The installed hardware's consumption rates are slightly increased. Weaker devices with Intel's Atom N455 are impressive with a lower power dissipation (6.5 watts - TDP). The AMD Athlon II Neo K125 is listed with a maximum of 12 watts (TDP) without graphics unit. The 1215T is quite competitive in ideal mode and need a maximum of 13.5 watts. The consumption increases obviously under load and is, with 27.3 watts, in the field of smaller subnotebooks with a ULV processor.
This increased power requirement can't completely be compensated by a 6 cell battery with 47 watt hours. Batteries with the same capacity are also used in Asus netbooks with a 10 inch display. A compromise has to be made because a larger lithium ion battery would increase the weight and thus limit mobility.
|Off / Standby||0.3 / 0.6 Watt|
|Idle|| 9.2 / 10.1 / 13.5 Watt|
26.4 / 27.3 Watt|
The "Classic Test" of the little tool, BatteryEater, simulates the maximum hardware load. An OpenGL calculation with maximum display brightness is executed for this. The last reserves are tickled out of the system with Windows 7's high performance profile and the "Super Performance Mode" of the pre-installed Super Hybrid Engine.

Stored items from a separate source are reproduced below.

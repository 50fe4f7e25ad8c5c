use crate::headers::HeaderMap;
use serde::{Deserialize, Serialize};
use std::time::Duration;
use tokio_util::sync::CancellationToken;

/// Default per-call timeout
pub const DEFAULT_TIMEOUT: Duration = Duration::from_millis(5000);

/// Default User-Agent string for HTTP requests
pub const DEFAULT_USER_AGENT: &str = concat!("modkit-fetch/", env!("CARGO_PKG_VERSION"));

/// Default limit on a decoded response body (10 MB)
pub const DEFAULT_MAX_BODY_SIZE: usize = 10 * 1024 * 1024;

/// Default number of redirects followed per call
pub const DEFAULT_MAX_REDIRECTS: usize = 20;

/// Transport knobs that may be set per client and overridden per call.
///
/// Each field is merged independently: a call that only sets
/// `max_body_size` keeps the client's `user_agent`.
#[derive(Debug, Clone, Default, PartialEq, Eq, Serialize, Deserialize)]
#[serde(default, deny_unknown_fields)]
pub struct TransportOptions {
    /// User-Agent sent when the caller did not set one (default: `modkit-fetch/<version>`)
    pub user_agent: Option<String>,

    /// Maximum decoded response body size in bytes (default: 10 MB)
    pub max_body_size: Option<usize>,

    /// Maximum redirects followed; `0` returns 3xx responses as-is (default: 20)
    pub max_redirects: Option<usize>,
}

impl TransportOptions {
    /// Overlay `overrides` onto `self`, field by field.
    #[must_use]
    pub fn merge(&self, overrides: &TransportOptions) -> TransportOptions {
        TransportOptions {
            user_agent: overrides
                .user_agent
                .clone()
                .or_else(|| self.user_agent.clone()),
            max_body_size: overrides.max_body_size.or(self.max_body_size),
            max_redirects: overrides.max_redirects.or(self.max_redirects),
        }
    }

    #[must_use]
    pub fn user_agent(&self) -> &str {
        self.user_agent.as_deref().unwrap_or(DEFAULT_USER_AGENT)
    }

    #[must_use]
    pub fn max_body_size(&self) -> usize {
        self.max_body_size.unwrap_or(DEFAULT_MAX_BODY_SIZE)
    }

    #[must_use]
    pub fn max_redirects(&self) -> usize {
        self.max_redirects.unwrap_or(DEFAULT_MAX_REDIRECTS)
    }
}

/// Client-level defaults, immutable once the client is built.
///
/// Deserializable so it can be loaded from configuration files:
///
/// ```yaml
/// base_url: https://jsonplaceholder.typicode.com
/// timeout: 5s
/// headers:
///   Accept: application/json
/// transport:
///   max_redirects: 5
/// ```
#[derive(Debug, Clone, PartialEq, Eq, Serialize, Deserialize)]
#[serde(default, deny_unknown_fields)]
pub struct ClientConfig {
    /// Base address relative paths are resolved against (default: empty)
    pub base_url: String,

    /// Per-call deadline in humantime form (`250ms`, `5s`); `0s` disables it
    /// (default: 5 seconds)
    #[serde(with = "humantime_serde")]
    pub timeout: Duration,

    /// Headers sent with every call
    pub headers: HeaderMap,

    /// Transport knobs
    pub transport: TransportOptions,

    /// Default the outgoing content type to `application/json` for every
    /// payload kind (default: true).
    ///
    /// When `false`, only structured payloads default to JSON; text defaults
    /// to `text/plain; charset=utf-8` and bytes to `application/octet-stream`.
    pub json_by_default: bool,
}

impl Default for ClientConfig {
    fn default() -> Self {
        Self {
            base_url: String::new(),
            timeout: DEFAULT_TIMEOUT,
            headers: HeaderMap::new(),
            transport: TransportOptions::default(),
            json_by_default: true,
        }
    }
}

impl ClientConfig {
    /// Combine these defaults with per-call overrides.
    ///
    /// Present override fields win; headers and transport options are merged
    /// key by key so a per-call addition never erases unrelated defaults.
    #[must_use]
    pub fn merge(&self, overrides: &CallOptions) -> EffectiveConfig {
        let mut headers = self.headers.clone();
        headers.merge_from(&overrides.headers);

        EffectiveConfig {
            base_url: overrides
                .base_url
                .clone()
                .unwrap_or_else(|| self.base_url.clone()),
            timeout: overrides.timeout.unwrap_or(self.timeout),
            headers,
            transport: self.transport.merge(&overrides.transport),
        }
    }
}

/// Per-call overrides plus an optional cancellation token.
///
/// ```ignore
/// let cancel = CancellationToken::new();
/// let options = CallOptions::new()
///     .timeout(Duration::from_secs(2))
///     .header("X-Request-Id", "42")
///     .cancel_on(cancel.clone());
/// ```
#[derive(Debug, Clone, Default)]
pub struct CallOptions {
    pub base_url: Option<String>,
    pub timeout: Option<Duration>,
    /// Headers merged over the client defaults (empty means "no override")
    pub headers: HeaderMap,
    pub transport: TransportOptions,
    /// Caller-owned cancellation handle; the client only observes it
    pub cancel: Option<CancellationToken>,
}

impl CallOptions {
    #[must_use]
    pub fn new() -> Self {
        Self::default()
    }

    #[must_use]
    pub fn base_url(mut self, base_url: impl Into<String>) -> Self {
        self.base_url = Some(base_url.into());
        self
    }

    #[must_use]
    pub fn timeout(mut self, timeout: Duration) -> Self {
        self.timeout = Some(timeout);
        self
    }

    #[must_use]
    pub fn header(mut self, name: impl Into<String>, value: impl Into<String>) -> Self {
        self.headers.insert(name, value);
        self
    }

    #[must_use]
    pub fn headers(mut self, headers: impl Into<HeaderMap>) -> Self {
        self.headers.merge_from(&headers.into());
        self
    }

    #[must_use]
    pub fn transport(mut self, transport: TransportOptions) -> Self {
        self.transport = transport;
        self
    }

    /// Abort the call when `token` is cancelled
    #[must_use]
    pub fn cancel_on(mut self, token: CancellationToken) -> Self {
        self.cancel = Some(token);
        self
    }
}

/// The fully merged settings governing one call.
#[derive(Debug, Clone, PartialEq, Eq)]
pub struct EffectiveConfig {
    pub base_url: String,
    pub timeout: Duration,
    pub headers: HeaderMap,
    pub transport: TransportOptions,
}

The limit is reached after a poor 2 hours and 14 minutes and the included adapter has to be connected. You have an acceptable 4 hours and 23 minutes for checking your emails and normal internet surfing. This setting is the main application field for a netbook and correlates to routine use.
BatteryEater's "Reader's Test" (maximum possible battery life, minimum display brightness, energy saving options, disabled mobile technologies) certifies an acceptable runtime of 5 hours and 29 minutes. Nevertheless, the Asus Eee PC 1215N has to be preferred in this application field. This configuration is impressive due to the automatic graphics switching with Intel's energy saving GMA 3150. Depending on the use, the 1215T looses between 20 and 30 minutes of battery life in comparison to the Intel netbook.
The Asus Eee Pc 1215T can be called a successful second try. The predecessor's weaknesses have either been remedied or improved. Now office suitable hardware is supplied in the familiar chassis, which even allows HD video rendering. The connectivity and low emissions are impressive. You'll have to accept losses in mobility, though. The glare-type screen isn't convincing and the battery life isn't overwhelming.
The AMD alternative can't maintain itself against the somewhat more expensive Asus Eee PC 1215N. In particular, the lack of a second bank for an additional RAM and the smaller single core processor with only one thread have to be criticized. Asus' generous input devices and good workmanship don't give reason for complaint. You get an elegant AMD netbook with nice feature, but also big flaws that shouldn't happen, for a recommended retail price of 449 euro including value added tax. A look at less expensive CULV notebooks for about 500 euro might be worthwhile in certain situations.